Arc of Containment
recasts the history of American empire in Southeast and East Asia from WWII through the end of U.S. intervention in Vietnam. Setting aside the classic story of anxiety about falling dominoes, Wen-Qing Ngoei articulates a new history premised on sure containment guaranteed by Anglo-American cooperation. He argues that anticommunist nationalism in Southeast Asia intersected with local antipathy toward China to usher the region from European colonialism to U.S. hegemony. Central to this assessment is the place of British power and the effects of direct neocolonial military might, as well as less overt cultural influences based in decades of colonial rule. Also essential to the analysis is the considerable influence of Southeast Asian actors.

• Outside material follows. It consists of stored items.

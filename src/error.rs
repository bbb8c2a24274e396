//! Unified error types for blankgen using thiserror

use thiserror::Error;

/// Top-level error type for IDL processing
#[derive(Error, Debug)]
pub enum IdlError {
    #[error("lexer error: {0}")]
    Lexer(#[from] LexError),

    #[error("parse error: {0}")]
    Parse(#[from] ParseError),

    #[error("code generation error: {0}")]
    Codegen(#[from] CodegenError),

    #[error("I/O error: {0}")]
    Io(#[from] std::io::Error),
}

/// Lexical errors
#[derive(Error, Debug, Clone, PartialEq, Eq)]
pub enum LexError {
    #[error("unexpected character '{ch}' at line {line}")]
    UnexpectedChar { ch: char, line: usize },

    #[error("unterminated string starting at line {line}")]
    UnterminatedString { line: usize },

    #[error("unterminated block comment starting at line {line}")]
    UnterminatedComment { line: usize },

    #[error("invalid number literal '{text}' at line {line}")]
    InvalidNumber { text: String, line: usize },
}

/// Parse errors
#[derive(Error, Debug, Clone, PartialEq, Eq)]
pub enum ParseError {
    #[error("expected {expected}, found end of input")]
    UnexpectedEof { expected: String },

    #[error("expected {expected}, found {found} at line {line}")]
    UnexpectedToken {
        expected: String,
        found: String,
        line: usize,
    },
}

/// Code generation errors
#[derive(Error, Debug)]
pub enum CodegenError {
    #[error("parameter '{parameter}' of {function} has type '{type_name}', which has no C mapping")]
    UnmappedType {
        function: String,
        parameter: String,
        type_name: String,
    },

    #[error("attribute '{attribute}' of {function} expects {expected}")]
    InvalidAttribute {
        function: String,
        attribute: String,
        expected: String,
    },

    #[error("I/O error: {0}")]
    Io(#[from] std::io::Error),
}
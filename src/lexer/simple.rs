//! Hand-written lexer for IDL files

use super::tokens::{Keyword, Lexeme, Symbol, Token};
use crate::error::LexError;

pub struct SimpleLexer {
    input: String,
    position: usize,
    line: usize,
}

impl SimpleLexer {
    pub fn new(input: String) -> Self {
        Self {
            input,
            position: 0,
            line: 1,
        }
    }

    pub fn tokenize(&mut self) -> Result<Vec<Lexeme>, LexError> {
        let mut lexemes = Vec::new();

        loop {
            self.skip_whitespace();
            if self.is_at_end() {
                break;
            }

            // Skip comments
            if self.peek_str("//") {
                self.skip_line_comment();
                continue;
            }
            if self.peek_str("/*") {
                self.skip_block_comment()?;
                continue;
            }

            let line = self.line;
            let c = self.current_char();

            let token = if c == '"' {
                Token::String(self.read_string()?)
            } else if c.is_ascii_digit() {
                self.read_number()?
            } else if let Some(symbol) = Symbol::from_char(c) {
                self.advance();
                Token::Symbol(symbol)
            } else if c.is_ascii_alphabetic() || c == '_' {
                let word = self.read_word();
                match Keyword::from_word(&word) {
                    Some(keyword) => Token::Keyword(keyword),
                    None => Token::Identifier(word),
                }
            } else {
                return Err(LexError::UnexpectedChar { ch: c, line });
            };

            lexemes.push(Lexeme { token, line });
        }

        Ok(lexemes)
    }

    fn is_at_end(&self) -> bool {
        self.position >= self.input.len()
    }

    fn current_char(&self) -> char {
        self.input[self.position..].chars().next().unwrap_or('\0')
    }

    fn char_after(&self, offset: usize) -> char {
        self.input[self.position..].chars().nth(offset).unwrap_or('\0')
    }

    fn peek_str(&self, s: &str) -> bool {
        self.input[self.position..].starts_with(s)
    }

    fn advance(&mut self) -> char {
        let c = self.current_char();
        if c == '\n' {
            self.line += 1;
        }
        self.position += c.len_utf8();
        c
    }

    fn skip_whitespace(&mut self) {
        while !self.is_at_end() && self.current_char().is_whitespace() {
            self.advance();
        }
    }

    fn skip_line_comment(&mut self) {
        while !self.is_at_end() && self.current_char() != '\n' {
            self.advance();
        }
    }

    fn skip_block_comment(&mut self) -> Result<(), LexError> {
        let line = self.line;
        self.advance(); // /
        self.advance(); // *

        while !self.is_at_end() {
            if self.peek_str("*/") {
                self.advance();
                self.advance();
                return Ok(());
            }
            self.advance();
        }

        Err(LexError::UnterminatedComment { line })
    }

    fn read_string(&mut self) -> Result<String, LexError> {
        let line = self.line;
        let mut result = String::new();
        self.advance(); // opening "

        while !self.is_at_end() {
            let c = self.current_char();

            if c == '"' {
                self.advance();
                return Ok(result);
            }

            if c == '\\' {
                self.advance();
                if self.is_at_end() {
                    break;
                }
                let escaped = self.advance();
                result.push(match escaped {
                    'n' => '\n',
                    't' => '\t',
                    'r' => '\r',
                    '\\' => '\\',
                    '"' => '"',
                    _ => escaped,
                });
            } else {
                result.push(self.advance());
            }
        }

        Err(LexError::UnterminatedString { line })
    }

    fn read_number(&mut self) -> Result<Token, LexError> {
        let line = self.line;

        if self.peek_str("0x") || self.peek_str("0X") {
            self.advance();
            self.advance();
            let digits = self.read_while(|c| c.is_ascii_hexdigit());
            return i64::from_str_radix(&digits, 16)
                .map(Token::Integer)
                .map_err(|_| LexError::InvalidNumber {
                    text: format!("0x{}", digits),
                    line,
                });
        }

        let mut text = self.read_while(|c| c.is_ascii_digit());
        let mut is_float = false;

        if self.current_char() == '.' && self.char_after(1).is_ascii_digit() {
            is_float = true;
            text.push(self.advance());
            text.push_str(&self.read_while(|c| c.is_ascii_digit()));
        }

        if matches!(self.current_char(), 'e' | 'E') {
            let sign = self.char_after(1);
            let has_exponent = sign.is_ascii_digit()
                || (matches!(sign, '+' | '-') && self.char_after(2).is_ascii_digit());
            if has_exponent {
                is_float = true;
                text.push(self.advance());
                if matches!(self.current_char(), '+' | '-') {
                    text.push(self.advance());
                }
                text.push_str(&self.read_while(|c| c.is_ascii_digit()));
            }
        }

        // A number glued to a word ("12abc") is a typo, not two tokens
        if self.current_char().is_ascii_alphabetic() || self.current_char() == '_' {
            text.push_str(&self.read_word());
            return Err(LexError::InvalidNumber { text, line });
        }

        if is_float {
            text.parse()
                .map(Token::Float)
                .map_err(|_| LexError::InvalidNumber { text, line })
        } else {
            text.parse()
                .map(Token::Integer)
                .map_err(|_| LexError::InvalidNumber { text, line })
        }
    }

    fn read_word(&mut self) -> String {
        self.read_while(|c| c.is_ascii_alphanumeric() || c == '_')
    }

    fn read_while(&mut self, accept: impl Fn(char) -> bool) -> String {
        let mut result = String::new();
        while !self.is_at_end() && accept(self.current_char()) {
            result.push(self.advance());
        }
        result
    }
}

#[cfg(test)]
mod tests {
    use super::*;

    fn tokens(input: &str) -> Vec<Token> {
        let mut lexer = SimpleLexer::new(input.to_string());
        lexer
            .tokenize()
            .unwrap()
            .into_iter()
            .map(|lexeme| lexeme.token)
            .collect()
    }

    #[test]
    fn test_simple_tokenize() {
        let tokens = tokens("[callback] bool OnGameModeInit();");

        assert_eq!(tokens.len(), 8);
        assert!(matches!(tokens[0], Token::Symbol(Symbol::LeftBracket)));
        assert!(matches!(tokens[1], Token::Identifier(ref s) if s == "callback"));
        assert!(matches!(tokens[2], Token::Symbol(Symbol::RightBracket)));
        assert!(matches!(tokens[3], Token::Identifier(ref s) if s == "bool"));
        assert!(matches!(tokens[4], Token::Identifier(ref s) if s == "OnGameModeInit"));
        assert!(matches!(tokens[7], Token::Symbol(Symbol::Semicolon)));
    }

    #[test]
    fn test_comments() {
        let tokens = tokens("// comment\nconst /* block */ int X = 1;");

        assert_eq!(tokens.len(), 6);
        assert_eq!(tokens[0], Token::Keyword(Keyword::Const));
    }

    #[test]
    fn test_numbers() {
        assert_eq!(tokens("42"), vec![Token::Integer(42)]);
        assert_eq!(tokens("0x7F800000"), vec![Token::Integer(0x7F80_0000)]);
        assert_eq!(tokens("1.5"), vec![Token::Float(1.5)]);
        assert_eq!(tokens("2e3"), vec![Token::Float(2000.0)]);
        assert_eq!(
            tokens("-1"),
            vec![Token::Symbol(Symbol::Minus), Token::Integer(1)]
        );
    }

    #[test]
    fn test_string_escapes() {
        assert_eq!(
            tokens(r#""a\"b\n""#),
            vec![Token::String("a\"b\n".to_string())]
        );
    }

    #[test]
    fn test_keywords() {
        assert_eq!(
            tokens("true false const"),
            vec![
                Token::Keyword(Keyword::True),
                Token::Keyword(Keyword::False),
                Token::Keyword(Keyword::Const),
            ]
        );
    }

    #[test]
    fn test_line_numbers() {
        let mut lexer = SimpleLexer::new("a\n\n/* x\n y */ b".to_string());
        let lexemes = lexer.tokenize().unwrap();

        assert_eq!(lexemes[0].line, 1);
        assert_eq!(lexemes[1].line, 4);
    }

    #[test]
    fn test_errors() {
        let mut lexer = SimpleLexer::new("int x @".to_string());
        assert_eq!(
            lexer.tokenize(),
            Err(LexError::UnexpectedChar { ch: '@', line: 1 })
        );

        let mut lexer = SimpleLexer::new("\"open".to_string());
        assert_eq!(
            lexer.tokenize(),
            Err(LexError::UnterminatedString { line: 1 })
        );

        let mut lexer = SimpleLexer::new("\n/* open".to_string());
        assert_eq!(
            lexer.tokenize(),
            Err(LexError::UnterminatedComment { line: 2 })
        );

        let mut lexer = SimpleLexer::new("12abc".to_string());
        assert!(matches!(
            lexer.tokenize(),
            Err(LexError::InvalidNumber { .. })
        ));
    }
}
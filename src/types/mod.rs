/// IDL primitive types and their C spellings

/// Primitive types a callback parameter may be declared with
#[derive(Debug, Clone, Copy, PartialEq, Eq, Hash)]
pub enum PrimitiveType {
    Int,
    Float,
    Bool,
    String,
}

impl PrimitiveType {
    pub const ALL: [PrimitiveType; 4] = [
        PrimitiveType::Int,
        PrimitiveType::Float,
        PrimitiveType::Bool,
        PrimitiveType::String,
    ];

    /// Look up an IDL type name
    pub fn from_name(name: &str) -> Option<PrimitiveType> {
        match name {
            "int" => Some(PrimitiveType::Int),
            "float" => Some(PrimitiveType::Float),
            "bool" => Some(PrimitiveType::Bool),
            "string" => Some(PrimitiveType::String),
            _ => None,
        }
    }

    /// Name as written in IDL
    pub fn idl_name(&self) -> &'static str {
        match self {
            PrimitiveType::Int => "int",
            PrimitiveType::Float => "float",
            PrimitiveType::Bool => "bool",
            PrimitiveType::String => "string",
        }
    }

    /// Type as written in the generated C source
    pub fn c_type(&self) -> &'static str {
        match self {
            PrimitiveType::Int => "int",
            PrimitiveType::Float => "float",
            PrimitiveType::Bool => "bool",
            PrimitiveType::String => "const char *",
        }
    }
}
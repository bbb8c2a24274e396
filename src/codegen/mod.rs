/// Code generation for blank plugins - C output

pub mod blank_plugin;

pub use crate::error::CodegenError;
pub use blank_plugin::{generate, generate_to_string, validate};
//! Pagination and tag filtering for the webnovels article listing.
//!
//! The engine holds a fixed list of articles, a set of selected tags and a
//! page number, and answers "what is on screen right now". It does no I/O
//! and never fails: bad page numbers are clamped, unknown tags match nothing,
//! untitled articles are dropped at load time.
//!
//! # Example
//!
//! ```
//! use webnovels_model::Item;
//! use webnovels_pager::{PagerConfig, PagerMessage, PaginationFilterEngine, TagBar};
//!
//! let config = PagerConfig::default();
//! let mut engine = PaginationFilterEngine::from_config(&config);
//! engine.load(vec![
//!     Item::from_tag_attr("/a", "First", "ai openai"),
//!     Item::from_tag_attr("/b", "Second", "ai google"),
//! ]);
//!
//! let mut bar = TagBar::from_engine(&config, &engine);
//! bar.click(&mut engine, "openai");
//! assert_eq!(engine.filtered_count(), 1);
//!
//! engine.handle(PagerMessage::PageInput("7".into()));
//! assert_eq!(engine.current_page(), 1);
//! ```
//!
//! # Architecture
//!
//! - `engine.rs` - [`PaginationFilterEngine`], the only owner of filter and page state
//! - `message.rs` - [`PagerMessage`] gestures a renderer forwards to the engine
//! - `view.rs` - [`PageView`] snapshot a renderer draws from
//! - `tag_bar.rs` - [`TagBar`] "all"/"latest"/topic buttons over the engine
//! - `config.rs` - [`PagerConfig`], TOML-backed session settings
//! - `error.rs` - configuration errors

mod config;
mod engine;
mod error;
mod message;
mod tag_bar;
mod view;

pub use config::{ALL_TAG, LATEST_TAG, PagerConfig};
pub use engine::{LoadSummary, PaginationFilterEngine};
pub use error::{PagerError, Result};
pub use message::{PagerMessage, parse_page_input};
pub use tag_bar::{TagBar, TagButton, TagButtonKind};
pub use view::PageView;
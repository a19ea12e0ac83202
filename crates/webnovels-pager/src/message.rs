//! Renderer gestures and their handler.
//!
//! A renderer never touches engine state directly: it turns clicks and input
//! into [`PagerMessage`]s and reads back a [`crate::PageView`].

use crate::engine::PaginationFilterEngine;

/// User gestures forwarded by a renderer.
#[derive(Debug, Clone, PartialEq, Eq)]
pub enum PagerMessage {
    /// A tag button was clicked
    ToggleTag(String),

    /// The "all" button was clicked
    ClearFilter,

    /// Jump to a numbered page
    GoToPage(i64),

    /// Raw text submitted from the page-number box
    PageInput(String),

    /// Go to the next page
    NextPage,

    /// Go to the previous page
    PreviousPage,
}

impl PaginationFilterEngine {
    /// Apply a renderer message.
    pub fn handle(&mut self, msg: PagerMessage) {
        match msg {
            PagerMessage::ToggleTag(tag) => self.toggle_tag(&tag),
            PagerMessage::ClearFilter => self.clear_filter(),
            PagerMessage::GoToPage(page) => self.set_page(page),
            PagerMessage::PageInput(input) => self.set_page(parse_page_input(&input)),
            PagerMessage::NextPage => self.next_page(),
            PagerMessage::PreviousPage => self.prev_page(),
        }
    }
}

/// Reads a page number the way a browser's `parseInt` reads the page box.
///
/// Leading whitespace and a sign are accepted, and a `0x`/`0X` prefix switches
/// to hexadecimal. The leading run of digits is used and anything after it
/// ignored. Input with no digits means page 1. Huge values saturate; the
/// engine clamps them afterwards.
pub fn parse_page_input(input: &str) -> i64 {
    let s = input.trim_start();
    let (negative, rest) = match s.as_bytes().first() {
        Some(b'-') => (true, &s[1..]),
        Some(b'+') => (false, &s[1..]),
        _ => (false, s),
    };
    let (radix, rest) = match rest.get(..2) {
        Some("0x" | "0X") => (16, &rest[2..]),
        _ => (10, rest),
    };

    let mut seen = false;
    let mut value: i64 = 0;
    for digit in rest.chars().map_while(|c| c.to_digit(radix)) {
        seen = true;
        value = value
            .saturating_mul(i64::from(radix))
            .saturating_add(i64::from(digit));
    }

    if !seen {
        return 1;
    }
    if negative { -value } else { value }
}
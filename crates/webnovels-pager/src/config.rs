//! Pager configuration.

use serde::{Deserialize, Serialize};
use webnovels_model::{PageSize, validate_tag};

use crate::error::{PagerError, Result};

/// Button that resets the filter.
pub const ALL_TAG: &str = "all";

/// Button reserved for the "latest" shortcut.
pub const LATEST_TAG: &str = "latest";

/// Session-wide pager settings.
#[derive(Debug, Clone, PartialEq, Eq, Serialize, Deserialize)]
#[serde(default)]
pub struct PagerConfig {
    /// Articles per page.
    pub page_size: PageSize,

    /// Tag of the button that clears the selection.
    pub all_tag: String,

    /// Tag of the "latest" button. Toggled like any topic tag.
    pub latest_tag: String,
}

impl Default for PagerConfig {
    fn default() -> Self {
        Self {
            page_size: PageSize::default(),
            all_tag: ALL_TAG.to_string(),
            latest_tag: LATEST_TAG.to_string(),
        }
    }
}

impl PagerConfig {
    /// Create a default config with a custom page size.
    pub fn with_page_size(page_size: PageSize) -> Self {
        Self {
            page_size,
            ..Default::default()
        }
    }

    /// Parse and validate a TOML document. Missing keys take their defaults.
    pub fn from_toml_str(content: &str) -> Result<Self> {
        let config: Self =
            toml::from_str(content).map_err(|source| PagerError::Config { source })?;
        config.validate()?;
        tracing::debug!(
            page_size = config.page_size.get(),
            all_tag = %config.all_tag,
            latest_tag = %config.latest_tag,
            "Loaded pager config"
        );
        Ok(config)
    }

    pub fn to_toml_string(&self) -> Result<String> {
        toml::to_string_pretty(self).map_err(|source| PagerError::Serialize { source })
    }

    /// Check that the reserved tags are usable and distinct.
    pub fn validate(&self) -> Result<()> {
        validate_tag(&self.all_tag)?;
        validate_tag(&self.latest_tag)?;
        if self.all_tag == self.latest_tag {
            return Err(PagerError::InvalidConfig {
                message: format!(
                    "all_tag and latest_tag must differ (both are {:?})",
                    self.all_tag
                ),
            });
        }
        Ok(())
    }

    pub fn is_reserved(&self, tag: &str) -> bool {
        tag == self.all_tag || tag == self.latest_tag
    }
}
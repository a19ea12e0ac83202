//! The pagination and tag-filter state machine.
//!
//! State is a fixed item list, a set of selected tags and a one-based page
//! number. Filtered counts and page totals are recomputed on every query, so
//! `1 <= current_page <= total_pages` holds after every public call.

use webnovels_model::{Item, PageSize, TagSet};

use crate::config::PagerConfig;
use crate::view::PageView;

/// Outcome of [`PaginationFilterEngine::load`].
#[derive(Debug, Clone, Copy, PartialEq, Eq, Default)]
pub struct LoadSummary {
    /// Items kept for display.
    pub accepted: usize,
    /// Items dropped because their title was blank.
    pub dropped: usize,
}

/// Owns the article list plus filter and page state.
///
/// Not internally synchronized; hosts that share it across threads wrap it
/// in their own lock.
#[derive(Debug, Clone)]
pub struct PaginationFilterEngine {
    items: Vec<Item>,
    selected_tags: TagSet,
    current_page: usize,
    page_size: PageSize,
}

impl Default for PaginationFilterEngine {
    fn default() -> Self {
        Self::new(PageSize::default())
    }
}

impl PaginationFilterEngine {
    /// Create an empty engine on page 1 with no filter.
    pub fn new(page_size: PageSize) -> Self {
        Self {
            items: Vec::new(),
            selected_tags: TagSet::new(),
            current_page: 1,
            page_size,
        }
    }

    pub fn from_config(config: &PagerConfig) -> Self {
        Self::new(config.page_size)
    }

    /// Replace the item list, dropping items without a title.
    ///
    /// Clears the filter and returns to page 1.
    pub fn load<I>(&mut self, items: I) -> LoadSummary
    where
        I: IntoIterator<Item = Item>,
    {
        let mut dropped = 0;
        self.items = items
            .into_iter()
            .filter(|item| {
                let keep = item.has_title();
                if !keep {
                    dropped += 1;
                }
                keep
            })
            .collect();
        self.selected_tags.clear();
        self.current_page = 1;

        let summary = LoadSummary {
            accepted: self.items.len(),
            dropped,
        };
        if dropped > 0 {
            tracing::warn!(dropped, "Dropped articles without a title");
        }
        tracing::debug!(
            accepted = summary.accepted,
            total_pages = self.total_pages(),
            "Loaded articles"
        );
        summary
    }

    /// Add `tag` to the selection, or remove it if already selected.
    ///
    /// Any string is accepted; a tag nobody carries just matches nothing.
    pub fn toggle_tag(&mut self, tag: &str) {
        if !self.selected_tags.remove(tag) {
            self.selected_tags.insert(tag.to_string());
        }
        self.current_page = 1;
        tracing::debug!(
            tag,
            selected = self.selected_tags.len(),
            filtered = self.filtered_count(),
            "Toggled tag filter"
        );
    }

    /// Drop every selected tag ("all").
    pub fn clear_filter(&mut self) {
        self.selected_tags.clear();
        self.current_page = 1;
        tracing::debug!("Cleared tag filter");
    }

    /// Go to page `page`, clamped into `[1, total_pages]`.
    pub fn set_page(&mut self, page: i64) {
        let total = self.total_pages();
        let clamped = if page < 1 {
            1
        } else {
            usize::try_from(page).map_or(total, |p| p.min(total))
        };
        if usize::try_from(page).ok() != Some(clamped) {
            tracing::debug!(requested = page, page = clamped, "Clamped page request");
        }
        self.current_page = clamped;
    }

    /// Go to the next page. No-op on the last page.
    pub fn next_page(&mut self) {
        if !self.is_last_page() {
            self.current_page += 1;
        }
    }

    /// Go to the previous page. No-op on the first page.
    pub fn prev_page(&mut self) {
        if !self.is_first_page() {
            self.current_page -= 1;
        }
    }

    /// All loaded items, in load order.
    pub fn items(&self) -> &[Item] {
        &self.items
    }

    /// Items matching the current selection, in load order.
    pub fn filtered_items(&self) -> impl Iterator<Item = &Item> + '_ {
        self.items
            .iter()
            .filter(|item| item.matches_all(&self.selected_tags))
    }

    /// The slice of filtered items shown on the current page.
    pub fn visible_items(&self) -> Vec<&Item> {
        let size = self.page_size.get();
        self.filtered_items()
            .skip((self.current_page - 1) * size)
            .take(size)
            .collect()
    }

    pub fn filtered_count(&self) -> usize {
        self.filtered_items().count()
    }

    /// Number of loaded (titled) items, ignoring the filter.
    pub fn total_count(&self) -> usize {
        self.items.len()
    }

    /// Page count for the current selection. Never zero.
    pub fn total_pages(&self) -> usize {
        self.filtered_count().div_ceil(self.page_size.get()).max(1)
    }

    #[inline]
    pub fn current_page(&self) -> usize {
        self.current_page
    }

    #[inline]
    pub fn page_size(&self) -> PageSize {
        self.page_size
    }

    #[inline]
    pub fn is_first_page(&self) -> bool {
        self.current_page == 1
    }

    pub fn is_last_page(&self) -> bool {
        self.current_page >= self.total_pages()
    }

    pub fn selected_tags(&self) -> &TagSet {
        &self.selected_tags
    }

    pub fn is_tag_selected(&self, tag: &str) -> bool {
        self.selected_tags.contains(tag)
    }

    /// True when no tag is selected.
    #[inline]
    pub fn is_all_mode(&self) -> bool {
        self.selected_tags.is_empty()
    }

    /// Everything a renderer needs for the current page, computed once.
    pub fn page_view(&self) -> PageView<'_> {
        let filtered: Vec<&Item> = self.filtered_items().collect();
        let size = self.page_size.get();
        let filtered_count = filtered.len();
        let total_pages = filtered_count.div_ceil(size).max(1);
        let items = filtered
            .into_iter()
            .skip((self.current_page - 1) * size)
            .take(size)
            .collect();

        PageView {
            items,
            current_page: self.current_page,
            total_pages,
            page_size: size,
            filtered_count,
            total_count: self.items.len(),
            is_first_page: self.current_page == 1,
            is_last_page: self.current_page >= total_pages,
            selected_tags: &self.selected_tags,
        }
    }
}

Ngoei shows how the pro-U.S. trajectory after the Pacific War was characteristic of the wider region’s history. Indeed, by the early 1970s, five key anticommunist nations—Malaya, Singapore, the Philippines, Thailand, and Indonesia—had quashed Chinese-influenced socialist movements at home and established a geostrategic arc of states that contained the Vietnamese revolution and encircled China. In the process, the colonial order passed into a condition of U.S. hegemony. Arc of Containment demonstrates that U.S. failure in Vietnam had fewer long-term consequences than widely believed, because British pro-West nationalism had been firmly entrenched twenty-plus years earlier.